When I heard that was the title of the Women's National Book Association's latest panel discussion, held tonight in the Time-Life Building, my first reaction was, admittedly, "What, did somebody set the wayback machine on 2000 again?" Shows what I know--or, perhaps, how far I've clawed my way into publishing's inner circles that I'm out of touch with the average reader. Panelist Carol Fitzgerald of BookReporter.com had some very interesting things to say about just how much of the bookbuying market still doesn't recognize the term "chick lit," and all the panelists seemed to agree that the genre has a ways to go before it reaches its peak. Barnes & Noble fiction buyer Sessalee Hensley pointed out the genre's particular strength in trade paperback, while Doug Mendini, the director of national accounts for Kensington Books, added that mass market doesn't hurt either; for one thing, it makes it easier to get the book into Wal-Mart. (He also had some interesting things to say about the erotic romance market being poised to explode very soon, especially the stuff Lori Foster is writing for the house's Brava imprint.

But some of the most provocative comments came from author Jennifer Weiner, who explained why "dick lit" doesn't really work as fiction but seems increasingly to wind up in the memoir section, wittily ran down the checklist of chick lit's stock characters, and aptly described the whole genre as "comfort food between covers." (Carol also made an apt comment about how the genre's heroines, often losers in love trapped in jobs from hell, are proof that we're allowed to admit our failures now--think of all those dotcom ex-millionaires who just laugh and move on to the next thing.)

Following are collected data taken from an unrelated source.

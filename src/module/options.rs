//! Dependency bag handed to every module's `initialize`.
//!
//! The core threads these handles through without examining them; which ones
//! a module uses is the module's business. The cache and storage contracts
//! exist only as boundary traits; their implementations live outside the
//! runtime.

use async_trait::async_trait;
use std::sync::Arc;

use crate::bus::EventBus;

/// Key/value cache handle. Implemented by host-side adapters.
#[async_trait]
pub trait Cache: Send + Sync + std::fmt::Debug {
    async fn get(&self, key: &str) -> Option<Vec<u8>>;
    async fn set(&self, key: &str, value: Vec<u8>);
    async fn delete(&self, key: &str);
}

/// Persistent storage handle. Implemented by host-side adapters.
#[async_trait]
pub trait Storage: Send + Sync + std::fmt::Debug {
    async fn put(&self, key: &str, value: Vec<u8>) -> std::io::Result<()>;
    async fn get(&self, key: &str) -> std::io::Result<Option<Vec<u8>>>;
}

/// Shared dependencies injected into modules at initialization.
#[derive(Debug, Clone, Default)]
pub struct ModuleOptions {
    event_bus: Option<Arc<dyn EventBus>>,
    cache: Option<Arc<dyn Cache>>,
    storage: Option<Arc<dyn Storage>>,
}

impl ModuleOptions {
    pub fn new() -> Self {
        Self::default()
    }

    pub fn with_event_bus(mut self, bus: Arc<dyn EventBus>) -> Self {
        self.event_bus = Some(bus);
        self
    }

    pub fn with_cache(mut self, cache: Arc<dyn Cache>) -> Self {
        self.cache = Some(cache);
        self
    }

    pub fn with_storage(mut self, storage: Arc<dyn Storage>) -> Self {
        self.storage = Some(storage);
        self
    }

    pub fn event_bus(&self) -> Option<&Arc<dyn EventBus>> {
        self.event_bus.as_ref()
    }

    pub fn cache(&self) -> Option<&Arc<dyn Cache>> {
        self.cache.as_ref()
    }

    pub fn storage(&self) -> Option<&Arc<dyn Storage>> {
        self.storage.as_ref()
    }
}
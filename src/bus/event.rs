//! Event type and publish-boundary validation.

use chrono::{DateTime, Utc};
use serde::{Deserialize, Serialize};
use serde_json::Value;
use std::collections::HashMap;

use crate::types::{Error, Result};

/// Spec version stamped on events built by [`Event::new`].
pub const SPEC_VERSION: &str = "1.0";

/// A generic event carried by the bus.
///
/// The wire field names follow the CloudEvents-style shape (`specversion`,
/// `type`); the bus itself never serializes events, that is left to
/// transport adapters.
#[derive(Debug, Clone, Serialize, Deserialize)]
pub struct Event {
    pub id: String,
    pub source: String,
    #[serde(rename = "specversion")]
    pub spec_version: String,
    #[serde(rename = "type")]
    pub event_type: String,
    #[serde(default)]
    pub data: HashMap<String, Value>,
    pub time: DateTime<Utc>,
}

impl Event {
    /// Build an event with a fresh random id and the current time.
    pub fn new(event_type: impl Into<String>, source: impl Into<String>) -> Self {
        Self {
            id: uuid::Uuid::new_v4().to_string(),
            source: source.into(),
            spec_version: SPEC_VERSION.to_string(),
            event_type: event_type.into(),
            data: HashMap::new(),
            time: Utc::now(),
        }
    }

    /// Attach a data field.
    pub fn with_data(mut self, key: impl Into<String>, value: Value) -> Self {
        self.data.insert(key.into(), value);
        self
    }

    /// Reject events without a valid id and type.
    ///
    /// Enforced at the publish boundary; an invalid event is never delivered.
    pub fn validate(&self) -> Result<()> {
        if self.id.is_empty() || self.event_type.is_empty() {
            return Err(Error::validation("event must have a valid id and type"));
        }
        Ok(())
    }
}

#[cfg(test)]
mod tests {
    use super::*;
    use pretty_assertions::assert_eq;
    use serde_json::json;

    #[test]
    fn new_event_is_valid() {
        let ev = Event::new("order.created", "orders");
        assert!(ev.validate().is_ok());
        assert_eq!(ev.spec_version, SPEC_VERSION);
        assert!(!ev.id.is_empty());
    }

    #[test]
    fn empty_id_or_type_is_rejected() {
        let mut ev = Event::new("order.created", "orders");
        ev.id = String::new();
        assert!(ev.validate().is_err());

        let mut ev = Event::new("order.created", "orders");
        ev.event_type = String::new();
        assert!(ev.validate().is_err());
    }

    #[test]
    fn serde_uses_wire_field_names() {
        let ev = Event::new("order.created", "orders").with_data("total", json!(42));
        let value = serde_json::to_value(&ev).unwrap();

        assert_eq!(value["type"], "order.created");
        assert_eq!(value["specversion"], "1.0");
        assert_eq!(value["data"]["total"], 42);
    }
}
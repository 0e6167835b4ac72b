//! Strongly-typed identifiers.
//!
//! Subscriber ids are random rather than clock-derived so that rapid
//! successive subscriptions can never collide.

use serde::{Deserialize, Serialize};
use std::fmt;

/// Macro to define a strongly-typed ID newtype wrapper.
///
/// Generates: struct, `new()` (UUID v4), `from_string()`, `as_str()`,
/// Display, Serialize, Deserialize.
macro_rules! define_id {
    ($name:ident) => {
        #[derive(Debug, Clone, PartialEq, Eq, Hash, Serialize, Deserialize)]
        pub struct $name(String);

        impl $name {
            pub fn new() -> Self {
                Self(uuid::Uuid::new_v4().to_string())
            }

            pub fn from_string(s: String) -> Result<Self, &'static str> {
                if s.is_empty() {
                    return Err(concat!(stringify!($name), " cannot be empty"));
                }
                Ok(Self(s))
            }

            pub fn as_str(&self) -> &str {
                &self.0
            }
        }

        impl Default for $name {
            fn default() -> Self {
                Self::new()
            }
        }

        impl fmt::Display for $name {
            fn fmt(&self, f: &mut fmt::Formatter<'_>) -> fmt::Result {
                write!(f, "{}", self.0)
            }
        }
    };
}

define_id!(SubscriberId);
//! Core types for the modulith runtime.
//!
//! This module provides foundational types used throughout the system:
//! - **IDs**: Strongly-typed identifiers (SubscriberId)
//! - **Errors**: Runtime error types with thiserror derives
//! - **Config**: Configuration structures for the runtime, bus, and module selection

mod config;
mod errors;
mod ids;

pub use config::{BusConfig, Config, ModuleConfig, ObservabilityConfig, RuntimeConfig};
pub use errors::{Error, ModuleError, Result};
pub use ids::SubscriberId;
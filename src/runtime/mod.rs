//! Runtime assembly.
//!
//! The [`Runtime`] is what a host process embeds: it wires the event bus and
//! dependency bag into a [`ModuleManager`], loads catalog modules selected by
//! configuration, exposes the capability hook walk, and drives startup.
//! Servers, caches, and storage backends are the host's to construct; the
//! runtime only carries their handles.

use std::sync::Arc;
use tokio_util::sync::CancellationToken;

use crate::bus::{EventBus, MemoryEventBus};
use crate::module::{
    Module, ModuleCatalog, ModuleManager, RouteRegistrar, ServiceRegistrar,
};
use crate::types::{Config, Result};

mod options;

pub use options::RuntimeOptions;

/// An embeddable modular application runtime.
#[derive(Debug)]
pub struct Runtime {
    config: Config,
    manager: ModuleManager,
    catalog: ModuleCatalog,
    event_bus: Arc<dyn EventBus>,
}

impl Runtime {
    /// Assemble a runtime from configuration and host-supplied handles.
    pub fn new(config: Config, options: RuntimeOptions) -> Self {
        let event_bus = options
            .event_bus
            .clone()
            .unwrap_or_else(|| Arc::new(MemoryEventBus::from_config(&config.bus)));

        let manager = ModuleManager::new(options.module_options(event_bus.clone()));

        tracing::info!(
            name = %config.runtime.name,
            version = %config.runtime.version,
            env = %config.runtime.env,
            "runtime assembled"
        );

        Self {
            config,
            manager,
            catalog: options.catalog,
            event_bus,
        }
    }

    pub fn config(&self) -> &Config {
        &self.config
    }

    pub fn manager(&self) -> &ModuleManager {
        &self.manager
    }

    pub fn event_bus(&self) -> &Arc<dyn EventBus> {
        &self.event_bus
    }

    /// Register statically constructed modules, fail-fast.
    pub async fn register_modules(&self, modules: Vec<Arc<dyn Module>>) -> Result<()> {
        self.manager.register_modules(modules).await
    }

    /// Load the catalog modules selected in `config.modules`, best-effort.
    pub async fn load_modules_from_config(&self) {
        self.manager
            .load_all_modules(&self.catalog, &self.config.modules)
            .await;
    }

    /// Walk registered modules and let route-capable ones contribute routes.
    pub async fn contribute_routes(&self, registrar: &mut dyn RouteRegistrar) {
        let modules = self.manager.get_modules().await;
        for module in modules.values() {
            if let Some(hook) = module.route_hook() {
                tracing::info!(id = module.id(), "registering module routes");
                hook.register_routes(registrar);
            }
        }
    }

    /// Walk registered modules and let service-capable ones contribute RPC services.
    pub async fn contribute_services(&self, registrar: &mut dyn ServiceRegistrar) {
        let modules = self.manager.get_modules().await;
        for module in modules.values() {
            if let Some(hook) = module.service_hook() {
                tracing::info!(id = module.id(), "registering module services");
                hook.register_services(registrar);
            }
        }
    }

    /// Start all registered modules sequentially, fail-fast.
    pub async fn start(&self, cancel: &CancellationToken) -> Result<()> {
        self.manager.start_all_modules(cancel).await
    }
}

#[cfg(test)]
mod tests {
    use super::*;
    use crate::module::{ModuleOptions, RouteContributor};
    use async_trait::async_trait;

    #[derive(Debug)]
    struct RoutedModule;

    #[async_trait]
    impl Module for RoutedModule {
        fn id(&self) -> &str {
            "web"
        }
        fn name(&self) -> &str {
            "web module"
        }
        fn version(&self) -> &str {
            "0.1.0"
        }
        fn description(&self) -> &str {
            "contributes one route"
        }

        async fn initialize(&self, _options: &ModuleOptions) -> Result<()> {
            Ok(())
        }
        async fn start(&self, _cancel: &CancellationToken) -> Result<()> {
            Ok(())
        }
        async fn stop(&self, _cancel: &CancellationToken) -> Result<()> {
            Ok(())
        }

        fn route_hook(&self) -> Option<&dyn RouteContributor> {
            Some(self)
        }
    }

    impl RouteContributor for RoutedModule {
        fn register_routes(&self, registrar: &mut dyn RouteRegistrar) {
            registrar.route("GET", "/healthz");
        }
    }

    #[derive(Debug, Default)]
    struct RecordingRegistrar {
        routes: Vec<(String, String)>,
    }

    impl RouteRegistrar for RecordingRegistrar {
        fn route(&mut self, method: &str, path: &str) {
            self.routes.push((method.to_string(), path.to_string()));
        }
    }

    #[tokio::test]
    async fn default_bus_is_injected_into_modules() {
        let runtime = Runtime::new(Config::default(), RuntimeOptions::new());
        assert!(runtime.manager().options().event_bus().is_some());
    }

    #[tokio::test]
    async fn route_capable_modules_contribute_routes() {
        let runtime = Runtime::new(Config::default(), RuntimeOptions::new());
        runtime
            .register_modules(vec![Arc::new(RoutedModule) as Arc<dyn Module>])
            .await
            .unwrap();

        let mut registrar = RecordingRegistrar::default();
        runtime.contribute_routes(&mut registrar).await;
        assert_eq!(
            registrar.routes,
            vec![("GET".to_string(), "/healthz".to_string())]
        );

        // No service hooks registered; the walk is a no-op.
        #[derive(Debug, Default)]
        struct NoopServices(usize);
        impl ServiceRegistrar for NoopServices {
            fn service(&mut self, _name: &str) {
                self.0 += 1;
            }
        }
        let mut services = NoopServices::default();
        runtime.contribute_services(&mut services).await;
        assert_eq!(services.0, 0);
    }

    #[tokio::test]
    async fn start_runs_registered_modules() {
        let runtime = Runtime::new(Config::default(), RuntimeOptions::new());
        runtime
            .register_modules(vec![Arc::new(RoutedModule) as Arc<dyn Module>])
            .await
            .unwrap();

        let cancel = CancellationToken::new();
        runtime.start(&cancel).await.unwrap();
    }
}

During Beatrice's second big wave, which began the day Amazon cut me loose and gave me all the free time I needed to work on my own website again, I interviewed a LOT of chick lit writers because that's what was hitting the market then and because, in all honesty, I was 30, single, and more than happy to hang out with talented women and talk literature. (Not, I hesitate to add, that I was ever able to get a date from those interviews, though I was able to get dates out of having a literary website, but that's another story...) That's how I first found out about Jennifer, and discovered other fantastic writers like Elissa Schappell and Kate Christensen. That's sort of stretching the genre's definition a bit, but one of the points that came up tonight, especially from Sessalee, was that the boundaries aren't that firm; it all gets stocked in fiction.

I don't read it as much these days, in part because my professional book reviewing duties have me immersed in nonfiction, but the occasional novel still comes up on my radar screen. I'm looking forward to reading Caroline Hwang's debut, In Full Bloom, when I catch my breath after the Return to the Outer Boroughs, as well as Carrie Pilby by Caren Lissner, which has the best name for a protagonist-as-title I've seen in ages--and which I promised Caren's pal Dawn I would read months ago. (Why Malcolm Gladwell didn't use Dawn as an example of Connectors in The Tipping Point is one of life's great mysteries.) Plus it's from Red Dress Ink, which has done a fantastic job of specializing in the genre yet maintaining a degree of diversity among its writers.